BEHAVIOUR OF A FIRM WITH MARKET POWER

In contrast to price taking firms, a firm that exercises market power sets its production level and/or its prices independent of its competitors ([12], [13]). It may influence the market price by withholding output at the margin or raising the price at which it is willing to sell this marginal output (see Fig.1). By taking such actions the firm risks selling less, but it raises the price it will get for all the output that it does sell, including – most notably –‘infra-marginal’ output. Therefore, the central idea behind the strategic behaviour of firms is that in a market where all output is sold at the same price, a firm that can influence price in the market will do so in order to raise the price for all the production it sells. When is it profitable for a firm to behave like this, restricting its output or raising its offer price in order to affect the market price? It is profitable so long as the gain in profit by selling all the output after the market price increases is still greater than the profit reduction it faces by selling fewer units, if any. Two factors are crucial in determining the extent to which such a behaviour is likely to be profitable for the firm: the sensitivity of demand to price changes and the sensitivity of supply from other producers to price changes ([4], [11]). If demand must adjust to having one less unit to consume, then the price must rise to reduce demand accordingly.
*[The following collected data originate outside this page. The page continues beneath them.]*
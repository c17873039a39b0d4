//! Request identification and the filter's view of an inbound request.
//!
//! # Responsibilities
//! - Assign a unique request ID (UUID v4) unless the client sent one
//! - Capture the immutable request facts the filter decides on
//! - Emit the inbound request log line
//!
//! # Design Decisions
//! - Request ID added as early as possible for tracing
//! - The original request is forwarded; the filter only borrows its facts

use std::net::SocketAddr;

use axum::http::{request::Parts, HeaderMap, HeaderName, Method, Uri};
use tower_http::request_id::{MakeRequestUuid, PropagateRequestIdLayer, SetRequestIdLayer};
use url::form_urlencoded;

pub const X_REQUEST_ID: &str = "x-request-id";

/// Layer that assigns `x-request-id` to requests lacking one.
pub fn set_request_id_layer() -> SetRequestIdLayer<MakeRequestUuid> {
    SetRequestIdLayer::new(HeaderName::from_static(X_REQUEST_ID), MakeRequestUuid)
}

/// Layer that copies `x-request-id` onto the response.
pub fn propagate_request_id_layer() -> PropagateRequestIdLayer {
    PropagateRequestIdLayer::new(HeaderName::from_static(X_REQUEST_ID))
}

/// Immutable facts about a request, captured when it reaches the filter.
#[derive(Debug, Clone)]
pub struct InboundRequest {
    pub id: String,
    pub method: Method,
    pub uri: Uri,
    /// Query parameters in arrival order; keys may repeat.
    pub query: Vec<(String, String)>,
    pub headers: HeaderMap,
    pub source: Option<SocketAddr>,
}

impl InboundRequest {
    pub fn from_parts(parts: &Parts, source: Option<SocketAddr>) -> Self {
        let id = parts
            .headers
            .get(X_REQUEST_ID)
            .and_then(|v| v.to_str().ok())
            .map(str::to_string)
            .unwrap_or_else(|| uuid::Uuid::new_v4().to_string());

        let query = parts
            .uri
            .query()
            .map(|q| form_urlencoded::parse(q.as_bytes()).into_owned().collect())
            .unwrap_or_default();

        Self {
            id,
            method: parts.method.clone(),
            uri: parts.uri.clone(),
            query,
            headers: parts.headers.clone(),
            source,
        }
    }

    /// Source IP as text, or empty when the transport did not report one.
    pub fn source_ip(&self) -> String {
        self.source.map(|addr| addr.ip().to_string()).unwrap_or_default()
    }

    pub fn log(&self) {
        tracing::info!(
            request_id = %self.id,
            method = %self.method,
            uri = %self.uri,
            query = ?self.query,
            source = %self.source_ip(),
            "Inbound request"
        );
    }
}
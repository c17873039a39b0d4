//! Extraction of the signed authentication fields from a request.

use axum::http::HeaderMap;

use crate::auth::error::AuthFailure;

/// Field names as they appear in the canonical string.
pub const ACCESS_KEY_HEADER_NAME: &str = "accessKey";
pub const NONCE_HEADER_NAME: &str = "nonce";
pub const TIMESTAMP_HEADER_NAME: &str = "timestamp";
pub const SIGN_HEADER_NAME: &str = "sign";

/// Header names are case-insensitive; these are the wire forms looked up.
pub const ACCESS_KEY_HEADER: &str = "accesskey";
pub const NONCE_HEADER: &str = "nonce";
pub const TIMESTAMP_HEADER: &str = "timestamp";
pub const SIGN_HEADER: &str = "sign";

/// The per-request authentication claim. Discarded after verification.
#[derive(Debug, Clone, PartialEq, Eq)]
pub struct SignatureContext {
    pub access_key: String,
    pub nonce: String,
    /// Seconds since the Unix epoch.
    pub timestamp: i64,
    pub signature: String,
    /// Request parameters covered by the signature, in arrival order.
    pub params: Vec<(String, String)>,
}

impl SignatureContext {
    /// Build the context from request headers and query parameters.
    ///
    /// Query parameters that collide with an auth field name are never signed.
    pub fn from_request(headers: &HeaderMap, query: &[(String, String)]) -> Result<Self, AuthFailure> {
        let access_key = required(headers, ACCESS_KEY_HEADER, "missing accessKey")?;
        let nonce = required(headers, NONCE_HEADER, "missing nonce")?;
        let timestamp = required(headers, TIMESTAMP_HEADER, "missing timestamp")?;
        let signature = required(headers, SIGN_HEADER, "missing sign")?;

        let timestamp = timestamp
            .parse::<i64>()
            .map_err(|_| AuthFailure::MalformedRequest("timestamp is not an integer"))?;

        let params = query
            .iter()
            .filter(|(k, _)| !is_auth_field(k))
            .cloned()
            .collect();

        Ok(Self {
            access_key: access_key.to_string(),
            nonce: nonce.to_string(),
            timestamp,
            signature: signature.to_string(),
            params,
        })
    }
}

fn required<'a>(headers: &'a HeaderMap, name: &str, missing: &'static str) -> Result<&'a str, AuthFailure> {
    let value = headers
        .get(name)
        .ok_or(AuthFailure::MalformedRequest(missing))?
        .to_str()
        .map_err(|_| AuthFailure::MalformedRequest("non-ascii auth header"))?
        .trim();
    if value.is_empty() {
        return Err(AuthFailure::MalformedRequest(missing));
    }
    Ok(value)
}

/// Whether a query parameter name collides with an auth field and is left out of the signature.
pub fn is_auth_field(name: &str) -> bool {
    [ACCESS_KEY_HEADER_NAME, NONCE_HEADER_NAME, TIMESTAMP_HEADER_NAME, SIGN_HEADER_NAME]
        .iter()
        .any(|field| field.eq_ignore_ascii_case(name))
}

#[cfg(test)]
mod tests {
    use super::*;
    use axum::http::HeaderValue;

    fn headers(pairs: &[(&'static str, &str)]) -> HeaderMap {
        let mut map = HeaderMap::new();
        for (k, v) in pairs {
            map.insert(*k, HeaderValue::from_str(v).unwrap());
        }
        map
    }

    fn full() -> HeaderMap {
        headers(&[("accesskey", "ak"), ("nonce", "n1"), ("timestamp", "1700000000"), ("sign", "abcd")])
    }

    #[test]
    fn test_extracts_all_fields() {
        let query = vec![("q".to_string(), "1".to_string()), ("Sign".to_string(), "x".to_string())];
        let ctx = SignatureContext::from_request(&full(), &query).unwrap();
        assert_eq!(ctx.access_key, "ak");
        assert_eq!(ctx.nonce, "n1");
        assert_eq!(ctx.timestamp, 1_700_000_000);
        assert_eq!(ctx.signature, "abcd");
        assert_eq!(ctx.params, vec![("q".to_string(), "1".to_string())]);
    }

    #[test]
    fn test_header_lookup_is_case_insensitive() {
        let mut map = HeaderMap::new();
        map.insert(axum::http::HeaderName::from_bytes(b"AccessKey").unwrap(), HeaderValue::from_static("ak"));
        map.insert("nonce", HeaderValue::from_static("n1"));
        map.insert("timestamp", HeaderValue::from_static("1"));
        map.insert("sign", HeaderValue::from_static("s"));
        assert!(SignatureContext::from_request(&map, &[]).is_ok());
    }

    #[test]
    fn test_missing_or_empty_header_is_malformed() {
        let mut map = full();
        map.remove("sign");
        let err = SignatureContext::from_request(&map, &[]).unwrap_err();
        assert_eq!(err, AuthFailure::MalformedRequest("missing sign"));

        let mut map = full();
        map.insert("nonce", HeaderValue::from_static(""));
        let err = SignatureContext::from_request(&map, &[]).unwrap_err();
        assert_eq!(err.reason(), "malformed-request");
    }

    #[test]
    fn test_non_numeric_timestamp_is_malformed() {
        let mut map = full();
        map.insert("timestamp", HeaderValue::from_static("yesterday"));
        let err = SignatureContext::from_request(&map, &[]).unwrap_err();
        assert_eq!(err.reason(), "malformed-request");
    }
}
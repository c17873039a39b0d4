//! Configuration management subsystem.
//!
//! # Data Flow
//! ```text
//! config file (TOML)
//!     → loader.rs (parse & deserialize)
//!     → validation.rs (semantic checks)
//!     → GatewayConfig (validated, immutable)
//!     → shared via Arc to all subsystems
//! ```
//!
//! # Design Decisions
//! - Config is immutable once loaded; changes require a restart
//! - All fields have defaults to allow minimal configs
//! - Validation separates syntactic (serde) from semantic checks

pub mod loader;
pub mod schema;
pub mod validation;

pub use loader::{load_config, ConfigError};
pub use schema::{
    AdmissionConfig, AuthConfig, CredentialConfig, GatewayConfig, ListenerConfig, LogFormat,
    ObservabilityConfig, ProbeConfig, TimeoutConfig, UpstreamConfig,
};
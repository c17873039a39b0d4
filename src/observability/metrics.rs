//! Metrics collection and exposition.
//!
//! # Metrics
//! - `gateway_admission_total` (counter): admission decisions by `decision`
//! - `gateway_auth_total` (counter): verification results by `outcome`, `reason`
//! - `gateway_responses_total` (counter): responses by `outcome`, `status`, `cancelled`, `failed`
//! - `gateway_response_duration_seconds` (histogram): admission to stream end
//! - `gateway_response_bytes` (histogram): bytes forwarded per success response
//! - `gateway_inspection_errors_total` (counter): chunks forwarded after inspector failure
//! - `gateway_degraded_total` (counter): responses forwarded without observation
//! - `gateway_probe_total` (counter): upstream probe results by `result`

use std::net::SocketAddr;

use metrics::{counter, histogram};
use metrics_exporter_prometheus::PrometheusBuilder;

use crate::http::interceptor::ResponseEvent;

/// Start the Prometheus scrape endpoint.
pub fn init_metrics(addr: SocketAddr) {
    match PrometheusBuilder::new().with_http_listener(addr).install() {
        Ok(()) => tracing::info!(address = %addr, "Metrics endpoint listening"),
        Err(e) => tracing::error!(address = %addr, error = %e, "Failed to install metrics exporter"),
    }
}

pub fn record_admission(decision: &'static str) {
    counter!("gateway_admission_total", "decision" => decision).increment(1);
}

pub fn record_auth(outcome: &'static str, reason: &'static str) {
    counter!("gateway_auth_total", "outcome" => outcome, "reason" => reason).increment(1);
}

pub fn record_response(event: &ResponseEvent) {
    let outcome = event.outcome.as_str();
    counter!(
        "gateway_responses_total",
        "outcome" => outcome,
        "status" => event.status.to_string(),
        "cancelled" => if event.cancelled { "true" } else { "false" },
        "failed" => if event.failed { "true" } else { "false" }
    )
    .increment(1);
    histogram!("gateway_response_duration_seconds", "outcome" => outcome).record(event.elapsed.as_secs_f64());
    if event.bytes > 0 {
        histogram!("gateway_response_bytes").record(event.bytes as f64);
    }
}

pub fn record_inspection_error() {
    counter!("gateway_inspection_errors_total").increment(1);
}

pub fn record_degraded() {
    counter!("gateway_degraded_total").increment(1);
}

pub fn record_probe(result: &'static str) {
    counter!("gateway_probe_total", "result" => result).increment(1);
}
If demand is very sensitive to price, i.e. if demand has a high price elasticity then it will not take a huge price rise to reduce demand by one unit. Practically, the degree of demand elasticity depends on the availability of alternative sources (e.g. distributed generation), the nature of the technological process (some processes could, for instance, allow for discontinuous electricity consumption), and on consumer assessment of the ‘value of lost load’ (i.e. the benefit foregone because of non-consumption of electricity).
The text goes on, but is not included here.